[Saved data entries]
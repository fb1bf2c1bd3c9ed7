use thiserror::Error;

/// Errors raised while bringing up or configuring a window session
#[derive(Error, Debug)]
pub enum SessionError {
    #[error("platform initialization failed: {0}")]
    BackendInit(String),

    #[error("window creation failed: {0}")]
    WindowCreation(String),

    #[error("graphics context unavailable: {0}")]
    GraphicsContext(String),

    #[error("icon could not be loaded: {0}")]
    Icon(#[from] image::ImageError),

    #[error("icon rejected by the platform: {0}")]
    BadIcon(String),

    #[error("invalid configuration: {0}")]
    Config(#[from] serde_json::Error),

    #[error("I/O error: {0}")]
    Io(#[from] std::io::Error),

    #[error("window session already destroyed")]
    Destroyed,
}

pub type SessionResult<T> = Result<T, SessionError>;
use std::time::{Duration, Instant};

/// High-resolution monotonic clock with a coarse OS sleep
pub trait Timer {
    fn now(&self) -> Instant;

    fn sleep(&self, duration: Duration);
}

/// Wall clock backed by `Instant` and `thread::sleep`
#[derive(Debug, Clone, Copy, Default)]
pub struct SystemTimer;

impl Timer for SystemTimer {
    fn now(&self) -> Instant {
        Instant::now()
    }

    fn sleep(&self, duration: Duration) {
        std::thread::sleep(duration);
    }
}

### Exercise prompt
The span to give again runs from the line with "#[derive(Error, Debug)]" through the last line of the records above; reproduce it exactly and nothing more.

### Answer space
#[derive(Error, Debug)]
pub enum SessionError {
    #[error("platform initialization failed: {0}")]
    BackendInit(String),

    #[error("window creation failed: {0}")]
    WindowCreation(String),

    #[error("graphics context unavailable: {0}")]
    GraphicsContext(String),

    #[error("icon could not be loaded: {0}")]
    Icon(#[from] image::ImageError),

    #[error("icon rejected by the platform: {0}")]
    BadIcon(String),

    #[error("invalid configuration: {0}")]
    Config(#[from] serde_json::Error),

    #[error("I/O error: {0}")]
    Io(#[from] std::io::Error),

    #[error("window session already destroyed")]
    Destroyed,
}

pub type SessionResult<T> = Result<T, SessionError>;
use std::time::{Duration, Instant};

/// High-resolution monotonic clock with a coarse OS sleep
pub trait Timer {
    fn now(&self) -> Instant;

    fn sleep(&self, duration: Duration);
}

/// Wall clock backed by `Instant` and `thread::sleep`
#[derive(Debug, Clone, Copy, Default)]
pub struct SystemTimer;

impl Timer for SystemTimer {
    fn now(&self) -> Instant {
        Instant::now()
    }

    fn sleep(&self, duration: Duration) {
        std::thread::sleep(duration);
    }
}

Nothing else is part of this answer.